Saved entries
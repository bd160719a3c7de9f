//! Operator front end for inventory edits.
//!
//! Each subcommand runs one commit against the configured PostgreSQL
//! inventory and prints the outcome as `key=value` lines.
#![cfg_attr(not(any(test, doctest)), deny(clippy::unwrap_used))]
#![cfg_attr(not(any(test, doctest)), deny(clippy::expect_used))]

use std::ffi::OsString;
use std::path::{Path, PathBuf};
use std::sync::Arc;

use cap_std::{ambient_authority, fs::Dir};
use clap::{Parser, Subcommand};
use color_eyre::eyre::{Context, Result, eyre};
use ortho_config::OrthoConfig;
use tokio::runtime::Builder;
use tracing_subscriber::{EnvFilter, fmt};

use edgeconfig::config::InventorySettings;
use edgeconfig::domain::ports::InventoryStore;
use edgeconfig::domain::{
    ChangeCommitCoordinator, CommitError, CpuAssignment, CpuId, DirtyMarks, EdgeFile, EdgeFileId,
    MembershipOutcome, RoleEditOutcome, RoleEditRequest, RoleId,
};
use edgeconfig::outbound::persistence::{
    DbPool, DieselInventoryStore, PoolConfig, apply_migrations,
};

/// `edgeconfig-admin` command arguments.
#[derive(Debug, Parser)]
#[command(
    name = "edgeconfig-admin",
    about = "Commit role, account, edgefile and cpu edits to the edge inventory",
    version
)]
struct CliArgs {
    /// Database connection URL. Overrides `EDGECONFIG_DATABASE_URL`.
    #[arg(long = "database-url", value_name = "url", global = true)]
    database_url: Option<String>,
    #[command(subcommand)]
    command: Command,
}

#[derive(Debug, Subcommand)]
enum Command {
    /// Apply pending schema migrations.
    Migrate,
    /// Move a role to another cpu and/or rename its accounts.
    RoleEdit {
        #[arg(long = "role-id")]
        role_id: i64,
        /// Target cpu id, or `NONE` to unassign.
        #[arg(long)]
        cpu: CpuAssignment,
        /// Space-separated accounts, same count as today.
        #[arg(long)]
        accounts: String,
    },
    /// Add or remove accounts without renaming anything.
    AccountsSet {
        #[arg(long = "role-id")]
        role_id: i64,
        #[arg(long)]
        accounts: String,
    },
    /// Create or overwrite an edgefile.
    EdgefileSave {
        #[arg(long)]
        id: i64,
        #[arg(long)]
        name: String,
        /// File holding the new content.
        #[arg(long = "content-file", value_name = "path")]
        content_file: PathBuf,
    },
    /// Update cpu attributes.
    CpuEdit {
        #[arg(long = "cpu-id")]
        cpu_id: i64,
        #[arg(long)]
        name: Option<String>,
        #[arg(long = "node-number")]
        node_number: Option<i32>,
        #[arg(long)]
        ipadr: Option<String>,
        #[arg(long)]
        os: Option<String>,
    },
}

fn main() -> Result<()> {
    color_eyre::install()?;
    if let Err(message) = install_tracing() {
        eprintln!("{message}");
    }

    let args = CliArgs::parse();
    let runtime = Builder::new_current_thread()
        .enable_all()
        .build()
        .wrap_err("failed to build Tokio runtime")?;
    runtime.block_on(run(args))
}

/// Install the JSON subscriber, returning the failure text for stderr.
fn install_tracing() -> std::result::Result<(), String> {
    fmt()
        .with_env_filter(EnvFilter::from_default_env())
        .json()
        .try_init()
        .map_err(|error| format!("tracing init failed: {error}"))
}

async fn run(args: CliArgs) -> Result<()> {
    let mut settings =
        InventorySettings::load_from_iter([OsString::from("edgeconfig-admin")])
            .wrap_err("failed to load settings")?;
    if let Some(url) = args.database_url {
        settings.database_url = Some(url);
    }

    if matches!(args.command, Command::Migrate) {
        let versions = apply_migrations(settings.database_url())?;
        println!("migrations_applied={}", versions.len());
        for version in versions {
            println!("migration={version}");
        }
        return Ok(());
    }

    let naming_rules = settings
        .naming_rules()
        .wrap_err("failed to load naming rules")?;
    let pool = DbPool::new(PoolConfig::from_settings(&settings)).await?;
    let store = Arc::new(DieselInventoryStore::new(pool));
    let coordinator = ChangeCommitCoordinator::new(Arc::clone(&store), Arc::new(naming_rules));

    let lines = match args.command {
        Command::Migrate => Vec::new(),
        Command::RoleEdit {
            role_id,
            cpu,
            accounts,
        } => {
            let outcome = coordinator
                .commit_role_edit(RoleEditRequest {
                    role_id: RoleId::new(role_id),
                    cpu,
                    accounts,
                })
                .await
                .map_err(report_commit_error)?;
            role_edit_lines(&outcome)
        }
        Command::AccountsSet { role_id, accounts } => {
            let outcome = coordinator
                .commit_account_membership(RoleId::new(role_id), &accounts)
                .await
                .map_err(report_commit_error)?;
            membership_lines(&outcome)
        }
        Command::EdgefileSave {
            id,
            name,
            content_file,
        } => {
            let content = read_text(&content_file)?;
            let edge_file = EdgeFile {
                id: EdgeFileId::new(id),
                name,
                content,
            };
            let outcome = coordinator
                .commit_edge_file_edit(&edge_file)
                .await
                .map_err(report_commit_error)?;
            marks_lines(&outcome.marks)
        }
        Command::CpuEdit {
            cpu_id,
            name,
            node_number,
            ipadr,
            os,
        } => {
            let cpu_id = CpuId::new(cpu_id);
            let mut cpu = store
                .get_cpu(cpu_id)
                .await?
                .ok_or_else(|| eyre!("cpu {cpu_id} does not exist"))?;
            if let Some(name) = name {
                cpu.name = name;
            }
            if let Some(node_number) = node_number {
                cpu.node_number = node_number;
            }
            if let Some(ipadr) = ipadr {
                cpu.ipadr = ipadr;
            }
            if let Some(os) = os {
                cpu.os = os;
            }
            let outcome = coordinator
                .commit_cpu_edit(&cpu)
                .await
                .map_err(report_commit_error)?;
            marks_lines(&outcome.marks)
        }
    };

    for line in lines {
        println!("{line}");
    }
    Ok(())
}

fn report_commit_error(error: CommitError) -> color_eyre::Report {
    let code = serde_json::to_value(error.code())
        .ok()
        .and_then(|value| value.as_str().map(str::to_owned))
        .unwrap_or_default();
    println!("status=failed");
    println!("code={code}");
    println!("inventory_unchanged={}", error.left_inventory_unchanged());
    color_eyre::Report::new(error)
}

fn read_text(path: &Path) -> Result<String> {
    let parent = path
        .parent()
        .filter(|parent| !parent.as_os_str().is_empty())
        .unwrap_or_else(|| Path::new("."));
    let file_name = path
        .file_name()
        .ok_or_else(|| eyre!("content path must name a file"))?;
    let directory = Dir::open_ambient_dir(parent, ambient_authority())
        .wrap_err_with(|| format!("open directory '{}'", parent.display()))?;
    directory
        .read_to_string(Path::new(file_name))
        .wrap_err_with(|| format!("read '{}'", path.display()))
}

fn join<T: ToString>(items: impl IntoIterator<Item = T>) -> String {
    items
        .into_iter()
        .map(|item| item.to_string())
        .collect::<Vec<_>>()
        .join(",")
}

fn marks_lines(marks: &DirtyMarks) -> Vec<String> {
    vec![
        "status=committed".to_owned(),
        format!("dirty_roles={}", join(&marks.roles)),
        format!("dirty_cpus={}", join(&marks.cpus)),
    ]
}

fn role_edit_lines(outcome: &RoleEditOutcome) -> Vec<String> {
    let mut lines = marks_lines(&outcome.marks);
    lines.push(format!("role={}", outcome.role.name));
    lines.push(format!("cpu={}", outcome.role.cpu));
    lines.push(format!("accounts={}", outcome.role.accounts));
    for applied in &outcome.renames.applied {
        lines.push(format!(
            "rename={} edgefiles={} thread_assignments={}",
            applied.rename, applied.edge_files, applied.thread_assignments
        ));
    }
    lines
}

fn membership_lines(outcome: &MembershipOutcome) -> Vec<String> {
    let mut lines = marks_lines(&outcome.marks);
    lines.push(format!("accounts={}", outcome.role.accounts));
    lines.push(format!("added={}", outcome.added.join(",")));
    lines.push(format!("removed={}", outcome.removed.join(",")));
    lines.push(format!(
        "orphaned_thread_assignments={}",
        join(outcome.orphaned.iter().map(|assignment| assignment.id))
    ));
    lines
}

#[cfg(test)]
mod tests {
    //! Argument parsing and outcome rendering.

    use edgeconfig::domain::{AccountSet, AppliedRename, Rename, RenameReport, Role};
    use rstest::rstest;

    use super::*;

    fn role() -> Role {
        Role {
            id: RoleId::new(1),
            name: "gacq1".to_owned(),
            ipadr: String::new(),
            accounts: AccountSet::parse("vdl vdl3"),
            cpu: CpuAssignment::Assigned(CpuId::new(2)),
            has_data: true,
            description: String::new(),
        }
    }

    #[rstest]
    #[case("NONE", CpuAssignment::Unassigned)]
    #[case("0", CpuAssignment::Unassigned)]
    #[case("7", CpuAssignment::Assigned(CpuId::new(7)))]
    fn role_edit_accepts_cpu_tokens(#[case] raw: &str, #[case] expected: CpuAssignment) {
        let args = CliArgs::try_parse_from([
            "edgeconfig-admin",
            "role-edit",
            "--role-id",
            "1",
            "--cpu",
            raw,
            "--accounts",
            "vdl vdl2",
        ])
        .expect("arguments parse");
        let Command::RoleEdit { cpu, .. } = args.command else {
            panic!("expected role-edit");
        };
        assert_eq!(cpu, expected);
    }

    #[rstest]
    fn second_tracing_install_reports_a_message() {
        let _ = install_tracing();
        let message = install_tracing().expect_err("a global subscriber is already set");
        assert!(message.starts_with("tracing init failed"));
    }

    #[rstest]
    fn role_edit_rejects_garbage_cpu() {
        let parsed = CliArgs::try_parse_from([
            "edgeconfig-admin",
            "role-edit",
            "--role-id",
            "1",
            "--cpu",
            "alpha",
            "--accounts",
            "vdl",
        ]);
        assert!(parsed.is_err());
    }

    #[rstest]
    fn role_edit_lines_list_renames() {
        let mut marks = DirtyMarks::default();
        marks.roles.insert(RoleId::new(1));
        let outcome = RoleEditOutcome {
            role: role(),
            renames: RenameReport {
                applied: vec![AppliedRename {
                    rename: Rename::new("vdl2", "vdl3"),
                    edge_files: 2,
                    thread_assignments: 1,
                }],
            },
            marks,
        };

        let lines = role_edit_lines(&outcome);
        assert_eq!(
            lines,
            [
                "status=committed",
                "dirty_roles=1",
                "dirty_cpus=",
                "role=gacq1",
                "cpu=2",
                "accounts=vdl vdl3",
                "rename=vdl2 -> vdl3 edgefiles=2 thread_assignments=1",
            ]
        );
    }
}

* [EXERCISE AIM]
Within the entries, find all lines holding "expected" and copy each one.

* [TASK RESULT]
    fn role_edit_accepts_cpu_tokens(#[case] raw: &str, #[case] expected: CpuAssignment) {
            panic!("expected role-edit");
        assert_eq!(cpu, expected);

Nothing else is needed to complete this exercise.